The difficulty of task is due to: the agent can start improving its policy only after it has reached the goal location, the optimal strategy includes actions where the agent goes further from the goal location. 


## THE ENVIRONMENT, Definition

MountainCar.py contains the class MountainCar, which has three methods.

1- .reset It resets the environment to the starting location and velocity of the car. The staring location is random in the interval $[-0.6-0.4[$, the starting velocity is $0$.

2- .step Taking as input the action made, it updates the environment (computes the new position and velocity) and gives the reward.

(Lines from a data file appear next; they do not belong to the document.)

//! Path utilities: expand `~` in configured paths.

use std::path::PathBuf;

pub fn expand_tilde(path: &str) -> PathBuf {
    if path.starts_with("~/")
        && let Some(home) = dirs::home_dir()
    {
        return home.join(path.trim_start_matches("~/"));
    }
    PathBuf::from(path)
}
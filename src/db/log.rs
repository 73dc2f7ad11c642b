use crate::errors::AppResult;
use chrono::Local;
use rusqlite::Connection;
use rusqlite::params;

/// Append a row to `log_entries`. Every new row advances the live-update
/// sequence number.
pub fn write_log_entry(conn: &Connection, level: &str, message: &str) -> AppResult<i64> {
    let now = Local::now().to_rfc3339();

    let mut stmt = conn.prepare_cached(
        "INSERT INTO log_entries (level, message, created_at)
         VALUES (?1, ?2, ?3)",
    )?;

    stmt.execute(params![level, message, now])?;

    Ok(conn.last_insert_rowid())
}
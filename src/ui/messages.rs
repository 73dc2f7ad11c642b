//! User-facing status lines. Diagnostics go through `log`; these are the
//! messages a dashboard user is meant to read.

use ansi_term::{Colour, Style};
use std::fmt;

const ICON_INFO: &str = "ℹ️";
const ICON_OK: &str = "✅";
const ICON_WARN: &str = "⚠️";
const ICON_ERR: &str = "❌";

pub fn info<T: fmt::Display>(msg: T) {
    println!("{} {}", Colour::Blue.bold().paint(ICON_INFO), msg);
}

pub fn success<T: fmt::Display>(msg: T) {
    println!("{} {}", Colour::Green.bold().paint(ICON_OK), msg);
}

pub fn warning<T: fmt::Display>(msg: T) {
    println!("{} {}", Colour::Yellow.bold().paint(ICON_WARN), msg);
}

pub fn error<T: fmt::Display>(msg: T) {
    eprintln!("{} {}", Colour::Red.bold().paint(ICON_ERR), msg);
}

/// Section header, e.g. "By Angel Type".
pub fn header<T: fmt::Display>(msg: T) {
    let style = Style::new().bold().fg(Colour::Cyan);
    println!("\n{}", style.paint(format!("=== {msg} ===")));
}
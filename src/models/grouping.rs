use clap::ValueEnum;
use serde::Serialize;

/// Which grouping(s) the `stats` command prints.
#[derive(Debug, Clone, Copy, PartialEq, Eq, Serialize, ValueEnum)]
pub enum Grouping {
    AngelType,
    ShiftType,
    All,
}

impl Grouping {
    pub fn includes_angel_types(&self) -> bool {
        matches!(self, Grouping::AngelType | Grouping::All)
    }

    pub fn includes_shift_types(&self) -> bool {
        matches!(self, Grouping::ShiftType | Grouping::All)
    }
}
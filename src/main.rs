//! shiftboard main entrypoint.

use shiftboard::run;

fn main() {
    if let Err(e) = run() {
        eprintln!("Error: {}", e);
        std::process::exit(1);
    }
}
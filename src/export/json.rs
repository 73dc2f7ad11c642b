use crate::errors::AppResult;
use crate::models::category_hours::StatsReport;
use std::path::Path;

/// The whole report, pretty-printed.
pub(crate) fn write_json(path: &Path, report: &StatsReport) -> AppResult<()> {
    let json = serde_json::to_string_pretty(report)?;
    std::fs::write(path, json)?;
    Ok(())
}
//! Shift durations.

use crate::models::shift::Shift;
use chrono::NaiveDateTime;

/// Whole minutes between `start` and `end`, truncated. A shift whose end
/// precedes its start lasts zero minutes.
pub fn duration_minutes(start: NaiveDateTime, end: NaiveDateTime) -> i64 {
    (end - start).num_minutes().max(0)
}

pub fn shift_minutes(shift: &Shift) -> i64 {
    duration_minutes(shift.start, shift.end)
}

/// Person-minutes (or plain minutes) expressed as fractional hours.
pub fn minutes_to_hours(minutes: i64) -> f64 {
    minutes as f64 / 60.0
}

The output of the method consists of: the new position, the new velocity, the reward, a boolean variable that is True in the case the final location has been reached and False otherwise.

3- .Create_Animation Taking as input a succession of locations, it generates an animation.

An example of two agents, one at the beginning of training that is unable to solve the task, and one after training, are shown in the animations below. 




In [2]:
## Definde the environment

Env=MountainCar()

In [3]:
from matplotlib.animation import FuncAnimation
%matplotlib notebook

## Loading the positions of an episode run by the agent after training (saved in GoodAgent.npy) 
Position_GoodAgent=np.load('GoodAgent.npy')

## Loading the positions of an episode run by an agent before training (saved in GoodAgent.npy) 
Position_BadAgent=np.load('BadAgent.npy')

# Select Good=1 to create an animation for the data of the optimised agent.
# Select Good=0 to create an animation for the data of the agent before training.

Good=1
if Good==1:
    
    anim=Env.Create_Animation(Position_GoodAgent)
    plt.show()

else:
    
    anim=Env.Create_Animation(Position_BadAgent)
    plt.show()


<IPython.core.display.Javascript object>

## Definition of the states

We will use radial basis functions to define the states. For the current problem, positions and velocities compose a 2-d space. As in the tabular method,  let's decompose the space by dividing the $x$ and $v$ variables into different $N_x$ and $N_v$ different positions. These latter positions, equally spaced across the $(x,v)$ space, will define the center of activities of different nodes. A particular node $i$ with center of activity $(x^c_i,v^c_i)$ will respond maximally when the agent has a position-velocity pair $(x,v)=$(x^c_i,v^c_i)$. The node i will instead respond weakly when the agent is far away from its center of activity. 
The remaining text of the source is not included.